What a parent of a special needs child wishes her friends knew:



This is a guest post contributed by parent Allison Combs. The Combs have been married for 10 years and have two children ages 8 & 6. Their son was born at 32 weeks and later was diagnosed with Cerebral Palsy.

1. We feel alone. Please don’t intentionally or unintentionally exclude us or our children from activities with your children. Your children may be the only children that they can learn to develop friendships with. If a social situation doesn’t seem appropriate for our child, leave it to us to decide whether to attend or not.

2. Please don’t feel uncomfortable around us or our family because you don’t understand. Half the time we don’t understand either, but we need the sense of normalness that your friendship provides.

3. Let your children ask questions. It’s totally ok with us and we love answering and educating your children that ours aren’t that different from yours.

4. Sometimes we feel like venting about things we know you don’t understand. And it’s ok if you don’t know what to say. Just being a friend with an ear is all we need at times.

5. Our parenting situation isn’t all that different from yours. It’s still parenting and it’s still kids, we just have some extra things attached to our lifestyle.

6. Even though our lives may seem impossible at times (trust me we feel that way too!) we wouldn’t change a thing. If anything our special child has taught us so much about life, happiness, really appreciating the small miracles of everyday things. It actually makes us feel pretty damn lucky that we get to really appreciate all this that you may take for granted.
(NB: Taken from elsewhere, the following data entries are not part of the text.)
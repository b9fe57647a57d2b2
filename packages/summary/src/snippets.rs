//! Narrative text blocks of the report.
//!
//! Arguments are inserted verbatim; callers pass already escaped values.

use crate::latex::wrap_paragraphs;

/// Opening letter of the Introduction chapter.
///
/// The profile link becomes a footnote when `url` is given.
pub fn intro(user: &str, start: &str, end: &str, url: Option<&str>) -> String {
    let footnote = url.map(|u| format!("\\footnote{{\\url{{{u}}}}}")).unwrap_or_default();
    wrap_paragraphs(&format!(
        "Dear reader.

        This paper is a summary of the GitHub activity of {user}{footnote} between {start} and {end}.
        This may include repo and gist creation, updates and code changes.
        Please be aware that the paper is generated automatically, so it is not one hundred percent reliable.
        I hope the paper will give you a nice overview of the projects and code written by {user}.
        Feel free to write suggestions on improvements!

        Have a nice read."
    ))
}

/// Project count sentence of the Projects chapter.
pub fn projects(user: &str, start: &str, end: &str, count: u64) -> String {
    format!("{user} created or contributed to {count} projects between {start} and {end}.")
}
7. We get jealous. Yes I’ll admit that when I see a 1 year say or do something my 6 year old can’t do or say it sucks! Oh but when my 6 year old still does the sweet wonderful things that a typical child has long ago stopped doing, such as cuddling, petting my hair and looking at me with the most adoring eyes, it makes me appreciate my life anew every single day.

8. We are tired. And if I may not join in the monthly girls nights out, or miss a few social happenings it doesn’t mean I’m being a bad friend. It just means I may need some down time, or we have so much going on with therapies doctors appointments etc. But please don’t give up on us. We still love you and still need your friendship.

9. We worry. We worry all the time. About doctors, school, the future. And it’s ok. We know our future is yet to reveal itself, it’s all wait and see. And we know you know that too, and it’s ok to talk about it.